Thin Film Transistor (TFT) is an electronic circuit to control the brightness of pixels in a display. It is composed of several layers – Source/Drain, Gate, Active Layer – and is divided by the characters of TFT materials, such as LTPS, Oxide, a-Si, and etc. Amorphous silicon (a-Si) is one of the types of TFT materials.

Usually, the atomic arrangement of solid has crystallized, and an amorphous means a state with a disordered arrangement of atoms. Therefore, amorphous silicon refers to silicon that doesn’t have a certain range order, rather forms a continuous random network.

In the early days, amorphous silicon is mainly used for LCD TFT because the manufacturing process of TFT using amorphous silicon was relatively simple and the yield rate was high. In addition, the advantage of uniform deposition on the panel enabled producing large-sized panels. In a nutshell, it was the optimal technology for saving manufacturing costs and producing in a stable.
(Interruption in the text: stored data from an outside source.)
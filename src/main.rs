// SPDX-License-Identifier: AGPL-3.0-or-later
// SPDX-FileCopyrightText: 2025 Jonathan D.A. Jewell
//
//! Musterbook CLI - roster store and report engine for station staffing

use anyhow::Result;
use clap::{CommandFactory, Parser, Subcommand};

use musterbook::{commands, config};

#[derive(Parser)]
#[command(name = "musterbook")]
#[command(author, version, about, long_about = None)]
#[command(propagate_version = true)]
struct Cli {
    /// Increase verbosity (-v, -vv, -vvv)
    #[arg(short, long, action = clap::ArgAction::Count)]
    verbose: u8,

    /// Quiet mode (suppress non-error output)
    #[arg(short, long)]
    quiet: bool,

    /// Data directory holding the roster CSV files and config
    #[arg(long, env = "MUSTERBOOK_DATA_DIR")]
    data_dir: Option<std::path::PathBuf>,

    /// Operator email, checked against the configured allow-list
    #[arg(long, env = "MUSTERBOOK_OPERATOR")]
    operator: Option<String>,

    /// Output in JSON format
    #[arg(long)]
    json: bool,

    #[command(subcommand)]
    command: Commands,
}

#[derive(Subcommand)]
enum Commands {
    /// List employee records, optionally filtered
    List {
        /// Case-insensitive PC Number substring
        #[arg(long)]
        pc: Option<String>,

        /// Exact station name ("All" for no filter)
        #[arg(long)]
        station: Option<String>,
    },

    /// List station quota rows, optionally filtered
    Stations {
        /// Exact station name (wins over the other selectors)
        #[arg(long)]
        station: Option<String>,

        /// Exact circle name
        #[arg(long)]
        circle: Option<String>,

        /// Exact sub-division name
        #[arg(long)]
        subdivision: Option<String>,
    },

    /// Show quota totals aggregated by Sub-Division
    Summary,

    /// Add or update an employee record (keyed by PC Number)
    Add {
        /// PC Number, the unique key
        #[arg(long)]
        pc: String,

        /// Employee name
        #[arg(long)]
        name: String,

        /// Posted station
        #[arg(long)]
        station: String,

        /// Posting date as free-form DD.MM.YY text
        #[arg(long, default_value = "")]
        date: String,

        /// Attachment note
        #[arg(long, default_value = "")]
        attachment: String,
    },

    /// Remove an employee record by PC Number
    Remove {
        /// PC Number to remove
        pc: String,
    },

    /// Export the filtered roster as a CSV or PDF report
    Export {
        /// Output format (csv, pdf)
        #[arg(short, long, default_value = "csv")]
        format: String,

        /// Output file (format default name if not specified)
        #[arg(short, long)]
        output: Option<std::path::PathBuf>,

        /// Case-insensitive PC Number substring
        #[arg(long)]
        pc: Option<String>,

        /// Exact station name ("All" for no filter)
        #[arg(long)]
        station: Option<String>,

        /// Report title (PDF only)
        #[arg(long, default_value = "Police Department Staff Roster")]
        title: String,
    },

    /// Get or set configuration
    Config {
        /// Configuration key (log_level, allowed_operators)
        key: String,

        /// Value to set (omit to get)
        value: Option<String>,
    },

    /// Generate shell completions
    Completions {
        /// Shell type (bash, zsh, fish, powershell)
        shell: clap_complete::Shell,
    },
}

fn main() -> Result<()> {
    let cli = Cli::parse();

    // Initialize logging
    let log_level = match cli.verbose {
        0 if cli.quiet => tracing::Level::ERROR,
        0 => tracing::Level::INFO,
        1 => tracing::Level::DEBUG,
        _ => tracing::Level::TRACE,
    };

    tracing_subscriber::fmt()
        .with_max_level(log_level)
        .with_target(false)
        .init();

    let data_dir = config::resolve_data_dir(cli.data_dir);

    // The operator gate applies to every command that touches roster data.
    if !matches!(cli.command, Commands::Completions { .. }) {
        let cfg = config::load(&data_dir)?;
        let operator = cli.operator.as_deref().unwrap_or("");
        if !cfg.is_authorized(operator) {
            anyhow::bail!("Access denied. Use an authorized operator email (--operator).");
        }
    }

    // Execute command
    match cli.command {
        Commands::List { pc, station } => {
            commands::list::run(&data_dir, pc.as_deref(), station.as_deref(), cli.json)
        }
        Commands::Stations { station, circle, subdivision } => {
            commands::stations::run(&data_dir, station, circle, subdivision, cli.json)
        }
        Commands::Summary => {
            commands::summary::run(&data_dir, cli.json)
        }
        Commands::Add { pc, name, station, date, attachment } => {
            commands::add::run(&data_dir, pc, name, station, date, attachment)
        }
        Commands::Remove { pc } => {
            commands::remove::run(&data_dir, &pc)
        }
        Commands::Export { format, output, pc, station, title } => {
            commands::export::run(&data_dir, &format, output, pc.as_deref(), station.as_deref(), &title)
        }
        Commands::Config { key, value } => {
            commands::config::run(&data_dir, &key, value)
        }
        Commands::Completions { shell } => {
            commands::completions::run(shell, &mut Cli::command())
        }
    }
}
TFT controls the brightness of each pixel on a screen by regulating the electric current. However, TFT using amorphous silicon have limitations in making electrons move quickly due to the disordered atomic arrangement of silicon.

If the electron mobility is low, the speed of signal transportation gets slower. It was not the matter for the early days of LCD panels, but it could lead to degenerate efficiency as the display structure become more complicated and image quality more high-resolution.

LTPS TFT was developed in order to improve this disadvantage. By crystallizing randomly ordered a-Si with a laser into polycrystalline silicon, which has a certain amount of order in the structure, LTPS TFT increases the electron mobility hundreds of times faster.

LTPS TFT is widely used in OLED backplanes for smartphones or laptops thanks to its applicability in high-resolution display panels, even though the manufacturing process is relatively complicated.